*** Opening of RECORDS FOR THE EXERCISE ***

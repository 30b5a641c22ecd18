//! ISIN registry extraction (`isino`, `isinsehk`) and security-name enrichment
//! (`secstkorder`).

use crate::models::{Sheet, Table, TableError, ISIN_COLUMNS, SEC_NAME_COLUMNS};
use crate::silver::join::left_join;

use super::cell::{collapse_whitespace, normalize_cell};
use super::key::{apply_key_coercion, RejectedRow};
use super::layout::{find_header, is_column_empty, scan, BlankRows, LayoutError, LayoutRules};
use super::Extraction;

/// ISIN tables: header of at least three cells, region ends at the first row
/// whose first column is empty.
pub const ISIN_RULES: LayoutRules = LayoutRules {
    min_header_cells: 3,
    header_terms: &[],
    blank_rows: BlankRows::Stop,
    stop_on_empty_column: Some(0),
    terminal_markers: &[],
};

pub const SEC_NAME_RULES: LayoutRules = LayoutRules {
    min_header_cells: 2,
    ..ISIN_RULES
};

/// Number of positional value columns in an ISIN table.
const ISIN_VALUE_COLUMNS: usize = 6;

/// Extract an ISIN table starting the scan at `start`.
fn extract_isin_from(sheet: &Sheet, start: usize) -> Result<Extraction, LayoutError> {
    let region = scan(sheet, start, &ISIN_RULES)?;
    let company_col = 1;
    let key_col = 3;

    // Registry columns minus the trailing enrichment column.
    let mut table = Table::with_columns(&ISIN_COLUMNS[..ISIN_COLUMNS.len() - 1]);
    for &row in &region.data_rows {
        let mut out = Vec::with_capacity(ISIN_VALUE_COLUMNS + 1);
        out.push(Some(sheet.name.clone()));
        for col in 0..ISIN_VALUE_COLUMNS {
            out.push(normalize_cell(sheet.row(row).get(col).and_then(|c| c.as_deref())));
        }
        if let Some(company) = out[company_col].as_deref() {
            out[company_col] = Some(collapse_whitespace(company));
        }
        table.push_row(out);
    }

    let rejected = apply_key_coercion(&mut table, key_col, &sheet.name);
    Ok(Extraction { table, rejected })
}

/// Extract the `isino` registry table.
pub fn extract_isino(sheet: &Sheet) -> Result<Extraction, LayoutError> {
    extract_isin_from(sheet, 0)
}

/// Extract the `isinsehk` registry table.
///
/// The workbook opens with an unrelated table; scanning restarts after the
/// first empty-first-column row that follows the first header.
pub fn extract_isinsehk(sheet: &Sheet) -> Result<Extraction, LayoutError> {
    let first_header = find_header(sheet, 0, &ISIN_RULES)?;
    let gap = (first_header + 1..sheet.height())
        .find(|&row| is_column_empty(sheet, row, 0))
        .ok_or_else(|| LayoutError::RegionNotFound {
            sheet: sheet.name.clone(),
            detail: "could not find the end of the first table".to_string(),
        })?;
    extract_isin_from(sheet, gap + 1)
}

/// Extract `stock_code, hkex_co_name` from the security list.
pub fn extract_security_names(sheet: &Sheet) -> Result<Extraction, LayoutError> {
    let region = scan(sheet, 0, &SEC_NAME_RULES)?;
    let mut table = Table::with_columns(SEC_NAME_COLUMNS);
    for &row in &region.data_rows {
        table.push_row(
            (0..SEC_NAME_COLUMNS.len())
                .map(|col| normalize_cell(sheet.row(row).get(col).and_then(|c| c.as_deref())))
                .collect(),
        );
    }
    let rejected = apply_key_coercion(&mut table, 0, &sheet.name);
    Ok(Extraction { table, rejected })
}

/// Combine `isino` and `isinsehk` rows and left-join security names on
/// `stock_code`. The first name listed for a code wins.
pub fn build_registry(
    isino: Extraction,
    isinsehk: Extraction,
    names: &Table,
) -> Result<(Table, Vec<RejectedRow>), TableError> {
    let mut combined = isino.table;
    combined.append(isinsehk.table)?;

    let (registry, report) = left_join(&combined, names, "stock_code", "_secstkorder")?;
    tracing::debug!(
        "Security names matched {} of {} registry rows",
        report.rows - report.unmatched - report.unparseable,
        report.rows
    );

    let mut rejected = isino.rejected;
    rejected.extend(isinsehk.rejected);
    Ok((registry, rejected))
}

#[cfg(test)]
mod tests {
    use super::*;

    fn isino_sheet() -> Sheet {
        Sheet::from_strs(
            "isino.csv",
            &[
                &["ISINs assigned by other numbering agencies"],
                &["Name", "ISIN", "Stock Code", "Type", "Place", "Agency"],
                &["ALPHA   HOLDINGS\nLTD", "KYG000000001", "700", "ORD", "KY", "ANNA"],
                &["BETA LTD", "BMG000000002", "5", "ORD", "BM", "ANNA"],
                &["\"\"", "XX", "abc", "", "", ""],
                &[],
                &["National numbering agencies"],
            ],
        )
    }

    #[test]
    fn test_isino_positional_columns() {
        let extraction = extract_isino(&isino_sheet()).unwrap();
        let table = &extraction.table;
        assert_eq!(table.len(), 2);
        assert_eq!(table.get_by_name(0, "company"), Some("ALPHA HOLDINGS LTD"));
        assert_eq!(table.get_by_name(0, "isin_code"), Some("KYG000000001"));
        assert_eq!(table.get_by_name(1, "national_agency"), Some("ANNA"));
        assert_eq!(extraction.rejected.len(), 1);
    }

    #[test]
    fn test_isinsehk_skips_first_table() {
        let sheet = Sheet::from_strs(
            "isinsehk.csv",
            &[
                &["Summary", "Count", "Note"],
                &["Equity", "10", "x"],
                &[],
                &["Name", "ISIN", "Stock Code"],
                &["GAMMA", "HK0000000003", "3"],
            ],
        );
        let extraction = extract_isinsehk(&sheet).unwrap();
        assert_eq!(extraction.table.len(), 1);
        assert_eq!(extraction.table.get_by_name(0, "stock_code"), Some("3"));
        // Missing trailing columns are padded with nulls.
        assert_eq!(extraction.table.get_by_name(0, "national_agency"), None);
    }

    #[test]
    fn test_registry_left_join_first_name() {
        let isino = extract_isino(&isino_sheet()).unwrap();
        let empty = Extraction {
            table: Table::with_columns(&ISIN_COLUMNS[..ISIN_COLUMNS.len() - 1]),
            rejected: Vec::new(),
        };
        let names = extract_security_names(&Sheet::from_strs(
            "secstkorder.csv",
            &[
                &["Stock Code", "Name"],
                &["700", "ALPHA"],
                &["700", "ALPHA DUP"],
                &[],
            ],
        ))
        .unwrap();

        let (registry, rejected) = build_registry(isino, empty, &names.table).unwrap();
        assert_eq!(registry.columns().len(), ISIN_COLUMNS.len());
        assert_eq!(registry.get_by_name(0, "hkex_co_name"), Some("ALPHA"));
        assert_eq!(registry.get_by_name(1, "hkex_co_name"), None);
        assert_eq!(rejected.len(), 1);
    }
}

*** Close of RECORDS FOR THE EXERCISE ***

WHAT YOU WILL DO:
Each line of the records above that holds the word "unwrap" should be counted, and only the final number stated.

RESPONSE:
5